508.namd_r
SPEC CPU®2017 Benchmark Description

Benchmark Name

508.namd_r

Benchmark Author

Jim Phillips <jim [at] ks.uiuc.edu>
Theoretical and Computational Biophysics Group
University of Illinois
Urbana-Champaign

Benchmark Program General Category

Scientific, Structural Biology, Classical Molecular Dynamics Simulation

Benchmark Description

The 508.namd_r benchmark is derived from the data layout and inner loop of NAMD, a parallel program for the simulation of large biomolecular systems.
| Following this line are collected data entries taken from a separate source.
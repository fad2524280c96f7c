//! Port-forward process launchers

use std::fmt;
use tokio::process::Command;

/// What to forward: a local port to a port of a workload in the cluster
#[derive(Clone, Debug, PartialEq, Eq)]
pub struct TunnelSpec {
    pub local_port: u16,
    pub remote_port: u16,
    pub namespace: String,
    /// kubectl resource reference, e.g. `deployment/psm-grpc-server`
    pub target: String,
    pub context: Option<String>,
}

impl TunnelSpec {
    pub fn new(
        local_port: u16,
        remote_port: u16,
        namespace: impl Into<String>,
        target: impl Into<String>,
    ) -> Self {
        Self {
            local_port,
            remote_port,
            namespace: namespace.into(),
            target: target.into(),
            context: None,
        }
    }

    pub fn context(mut self, context: Option<String>) -> Self {
        self.context = context;
        self
    }
}

impl fmt::Display for TunnelSpec {
    fn fmt(&self, f: &mut fmt::Formatter<'_>) -> fmt::Result {
        write!(
            f,
            "localhost:{} -> {}/{}:{}",
            self.local_port, self.namespace, self.target, self.remote_port
        )
    }
}

/// Builds the process backing a tunnel
pub trait TunnelLauncher: Send + Sync {
    fn command(&self, spec: &TunnelSpec) -> Command;

    /// Stdout line marking the tunnel as ready; `None` means ready on spawn
    fn ready_marker(&self) -> Option<&str> {
        Some("Forwarding from")
    }
}

/// Launches `kubectl port-forward`
#[derive(Clone, Debug)]
pub struct KubectlLauncher {
    kubectl: String,
}

impl Default for KubectlLauncher {
    fn default() -> Self {
        Self {
            kubectl: "kubectl".to_string(),
        }
    }
}

impl KubectlLauncher {
    pub fn new(kubectl: impl Into<String>) -> Self {
        Self {
            kubectl: kubectl.into(),
        }
    }

    fn args(&self, spec: &TunnelSpec) -> Vec<String> {
        let mut args = Vec::new();
        if let Some(ref context) = spec.context {
            args.push("--context".to_string());
            args.push(context.clone());
        }
        args.extend([
            "port-forward".to_string(),
            "--namespace".to_string(),
            spec.namespace.clone(),
            "--address".to_string(),
            "127.0.0.1".to_string(),
            spec.target.clone(),
            format!("{}:{}", spec.local_port, spec.remote_port),
        ]);
        args
    }
}

impl TunnelLauncher for KubectlLauncher {
    fn command(&self, spec: &TunnelSpec) -> Command {
        let mut command = Command::new(&self.kubectl);
        command.args(self.args(spec));
        command
    }
}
Although NAMD scales to over 200,000 cores for very large systems, serial performance is equally important to the over 50,000 users who have downloaded the program over the past decade. Almost all of the runtime is spent calculating inter-atomic interactions in a small set of functions. This set was separated from the bulk of the code to form a compact benchmark for CPU2017.

Input Description

The file apoa1.input is a 92224 atom simulation of apolipoprotein A-I and is used as a standard NAMD benchmark. This particular file format is created by NAMD 2.9 using the "dumpbench" command, and eliminates the need for file readers and other setup code from the benchmark. Test, train and ref read from the same input file, but run the code for different number of iterations. For ref the code is run for 49 iterations. For training 7 iterations should be used to properly weight pairlist creation and usage.

Output Description

CPU2017 uses the "--output namd.out" command-line option to produce an output file, namd.out, containing various checksums on the force calculations. These should be consistent across platforms, within roundoff error, and it is used for validation.

Known portability issues

The benchmark is written in conservative C++, is quite portable, and the inner loop code (module ComputeNonbondedStd.C) contains no aliasing. The erfc() function is required for startup. On Windows, -DSPEC_NEED_ERFC is defined during compilation to build a version of erfc() for little-endian, 32-bit and 64-bit platforms. This is only needed for startup, and should not affect overall performance.

Sources and Licensing

NAMD was contributed directly to SPEC® by the University of Illinois, and eventually became 508.namd_r.